American actress (born 1975)

Alicia Roanne Witt (born August 21, 1975) is an American actress and musician. She first came to fame as a child actress after being discovered by David Lynch, who cast her in Dune (1984) as Alia and Twin Peaks (1990) as Gersten Hayward, a role she reprised in Twin Peaks: The Return (2017). Her 2026 album, Between Heaven and Earth, is a tribute to her relationship to Lynch and was described by the Times UK as ‘gorgeously sung… If this is what “directing from beyond” sounds like, it’s rather beautiful.” Witt was a regular on Cybill Shepherd's sitcom Cybill (1995–1998) for four seasons, playing the title character's daughter, Zoey Woodbine. She had a critically acclaimed role as a disturbed teenager in Fun (1994), appeared as a music student in Mr. Holland's Opus (1995) and as a terrorized college student in the horror film Urban Legend (1998). She appeared in Vanilla Sky (2001) as Libby, Two Weeks Notice (2002), Last Holiday (2006), 88 Minutes (2007) as Kim Cummings, I Care A Lot (2020) and Longlegs (2024). Witt has made television appearances in shows such as The Walking Dead, The Sopranos, Friday Night Lights as Cheryl, Twin Peaks: The Return as Gersten Hayward, CSI: Miami, Supernatural, Justified and Orange Is the New Black. She starred in five episodes of Law & Order: Criminal Intent as Detective Nola Falacci in Season 7, temporarily replacing actress Julianne Nicholson, who was on maternity leave.

In addition to her acting, Witt is an accomplished pianist, singer, and songwriter. Between 2013 and 2020 she starred in eight Hallmark Christmas films. Many of these include her original Christmas songs. In her Hallmark film Christmas Tree Lane (2020), she was also executive producer and storywriter, and contributed two original songs which her character sings on screen.

== Early life and education ==
Witt was born on August 21, 1975 in Worcester, Massachusetts, to Diane (née Pietro), a junior high school reading teacher, and Robert Witt, a science teacher and photographer. Talking by age two and reading by the age of four, she has been described as a child prodigy. Her acting talent was recognized by director David Lynch in 1983, when casting director Jane Jenkins watched her 1980 appearance reciting Shakespeare's Romeo and Juliet on the television show That's Incredible! at age five, and brought her to New York City to audition for the role of Alia in Dune. Lynch began working with her in film and television before Witt earned her high-school equivalency credential at age 14. From the ages of 10 to 14, she took four piano lessons a week, including from a Boston University professor, and competed nationally.

== Career ==
=== Film and television ===
Witt's discovery by Lynch led to her casting as the "flame-haired" child in Dune (1984), as Paul Atreides's sister Alia; she turned eight during filming. She worked with Lynch again when she appeared in an episode of Twin Peaks, playing the younger sister of Lara Flynn Boyle's character Donna.
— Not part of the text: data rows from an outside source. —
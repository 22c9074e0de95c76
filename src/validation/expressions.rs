//! Expression reference validation.
//!
//! Every `{{ vars.NAME }}` must name a declared variable, and every
//! `{{ nodes.ID.* }}` must reference a node that is a topological ancestor
//! of the referrer via non-loop edges — otherwise the value could not exist
//! when the referrer runs. Self-references and references to undeclared
//! nodes are rejected outright.

use rustc_hash::{FxHashMap, FxHashSet};

use super::{IssueKind, ValidationIssue, ValidationReport};
use crate::expressions::parser::{find_expressions, parse_reference, RefSource};
use crate::expressions::Reference;
use crate::routine::Routine;
use serde_json::Value;

pub(super) fn check_expressions(routine: &Routine, report: &mut ValidationReport) {
    let declared_vars: FxHashSet<&str> =
        routine.variables.iter().map(|v| v.name.as_str()).collect();
    let node_ids: FxHashSet<&str> = routine.nodes.iter().map(|n| n.id.as_str()).collect();
    let reverse = reverse_adjacency(routine);

    for node in &routine.nodes {
        let mut malformed = Vec::new();
        let references = collect_with_malformed(&node.parameters, &mut malformed);

        for body in malformed {
            report.warnings.push(
                ValidationIssue::new(
                    IssueKind::InvalidExpression,
                    format!("node {}: unparseable expression {{{{ {body} }}}}", node.id),
                )
                .with_node(&node.id),
            );
        }

        for reference in references {
            check_reference(
                node.id.as_str(),
                &reference,
                &declared_vars,
                &node_ids,
                &reverse,
                report,
            );
        }
    }
}

fn check_reference(
    referrer: &str,
    reference: &Reference,
    declared_vars: &FxHashSet<&str>,
    node_ids: &FxHashSet<&str>,
    reverse: &FxHashMap<&str, Vec<&str>>,
    report: &mut ValidationReport,
) {
    match &reference.source {
        RefSource::Vars => {
            let Some(name) = reference.variable_name() else {
                report.warnings.push(
                    ValidationIssue::new(
                        IssueKind::InvalidExpression,
                        format!("node {referrer}: vars reference without a name"),
                    )
                    .with_node(referrer),
                );
                return;
            };
            if !declared_vars.contains(name) {
                report.errors.push(
                    ValidationIssue::new(
                        IssueKind::UndefinedVariable,
                        format!("node {referrer}: variable {name:?} is not declared"),
                    )
                    .with_node(referrer),
                );
            }
        }
        RefSource::Nodes => {
            let Some(target) = reference.node_id() else {
                report.warnings.push(
                    ValidationIssue::new(
                        IssueKind::InvalidExpression,
                        format!("node {referrer}: nodes reference without a node id"),
                    )
                    .with_node(referrer),
                );
                return;
            };
            if target == referrer {
                report.errors.push(
                    ValidationIssue::new(
                        IssueKind::SelfReference,
                        format!("node {referrer} references its own output"),
                    )
                    .with_node(referrer),
                );
            } else if !node_ids.contains(target) {
                report.errors.push(
                    ValidationIssue::new(
                        IssueKind::InvalidNodeRef,
                        format!("node {referrer} references undeclared node {target:?}"),
                    )
                    .with_node(referrer),
                );
            } else if !is_ancestor(target, referrer, reverse) {
                report.errors.push(
                    ValidationIssue::new(
                        IssueKind::NotUpstream,
                        format!(
                            "node {referrer} references {target:?}, which is not upstream of it"
                        ),
                    )
                    .with_node(referrer),
                );
            }
        }
        RefSource::Trigger | RefSource::Execution => {}
        RefSource::Unknown(source) => {
            report.warnings.push(
                ValidationIssue::new(
                    IssueKind::UnknownExpressionSource,
                    format!("node {referrer}: unknown expression source {source:?}"),
                )
                .with_node(referrer),
            );
        }
    }
}

/// Reverse adjacency over non-loop edges: target → sources.
fn reverse_adjacency(routine: &Routine) -> FxHashMap<&str, Vec<&str>> {
    let mut reverse: FxHashMap<&str, Vec<&str>> = FxHashMap::default();
    for edge in &routine.connections {
        if edge.is_loop() {
            continue;
        }
        reverse
            .entry(edge.target_node_id.as_str())
            .or_default()
            .push(edge.source_node_id.as_str());
    }
    reverse
}

/// BFS up the reverse adjacency from `descendant` looking for `candidate`.
fn is_ancestor(
    candidate: &str,
    descendant: &str,
    reverse: &FxHashMap<&str, Vec<&str>>,
) -> bool {
    let mut seen: FxHashSet<&str> = FxHashSet::default();
    let mut frontier: Vec<&str> = vec![descendant];
    while let Some(current) = frontier.pop() {
        let Some(parents) = reverse.get(current) else {
            continue;
        };
        for parent in parents {
            if *parent == candidate {
                return true;
            }
            if seen.insert(parent) {
                frontier.push(parent);
            }
        }
    }
    false
}

/// Like [`crate::expressions::extract_references`], but also reports the
/// bodies that failed to parse so they can be surfaced as warnings.
fn collect_with_malformed(value: &Value, malformed: &mut Vec<String>) -> Vec<Reference> {
    let mut refs = Vec::new();
    walk(value, &mut refs, malformed);
    refs
}

fn walk(value: &Value, refs: &mut Vec<Reference>, malformed: &mut Vec<String>) {
    match value {
        Value::String(text) => {
            for (_, _, body) in find_expressions(text) {
                match parse_reference(body) {
                    Ok(reference) => refs.push(reference),
                    Err(_) => malformed.push(body.trim().to_string()),
                }
            }
        }
        Value::Array(items) => {
            for item in items {
                walk(item, refs, malformed);
            }
        }
        Value::Object(map) => {
            for item in map.values() {
                walk(item, refs, malformed);
            }
        }
        _ => {}
    }
}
Her acting background led to small parts in Mike Figgis' Liebestraum in 1991 (her brother Ian also appears), the Gen-X drama Bodies, Rest & Motion (1993), and the television film The Disappearance of Vonnie (1994). In 1994, Witt landed her first lead role in a film, playing a disturbed, murderous teenager in Fun and receiving the Special Jury Recognition Award at the Sundance Film Festival. Witt was then cast in Four Rooms as Madonna's lover in the episode "The Missing Ingredient".

Witt was introduced to a larger audience in the role of Cybill Shepherd's daughter, Zoey Woodbine, in the sitcom Cybill. While playing that part from 1995 to 1998, she also had film roles in Stephen Herek's Mr. Holland's Opus, Alexander Payne's Citizen Ruth, Robert Allan Ackerman's Passion's Way (based on the Edith Wharton novel, The Reef) and Richard Sears' comedy Bongwater. After Cybill was cancelled, Witt went on to leading roles in Jamie Blanks' horror film Urban Legend (1998) as Natalie, and in Kevin Altieri/Touchstone Pictures' limited-release animated feature Gen^{13}.

In 2000, Witt had guest starring roles on episodes of the television shows Ally McBeal and The Sopranos, the lead role in the Matthew Huffman comedy Playing Mona Lisa and a part in John Waters' Cecil B. Demented.

Next, she acted in a small part in Cameron Crowe's Vanilla Sky (2001). Witt played "Two", the college graduate discussing loss of her virginity, in Rodrigo García's Ten Tiny Love Stories and played the role of promiscuous Barbie, half-sister of the title character, in American Girl. Witt also appeared in Marc Lawrence's romantic comedy Two Weeks Notice (2002).

In 2003, she portrayed Joan Allen's daughter in the U.S.-based comic drama The Upside of Anger). Later that year, Witt went to South Africa to shoot a film interpretation of the epic poem "Das Nibelungenlied", played one of the central characters, Kriemhild, in the German television film Kingdom in Twilight. Kingdom in Twilight has the title Dark Kingdom: The Dragon King in the U.S. and The Ring of the Nibelungs and The Sword of Xanten elsewhere.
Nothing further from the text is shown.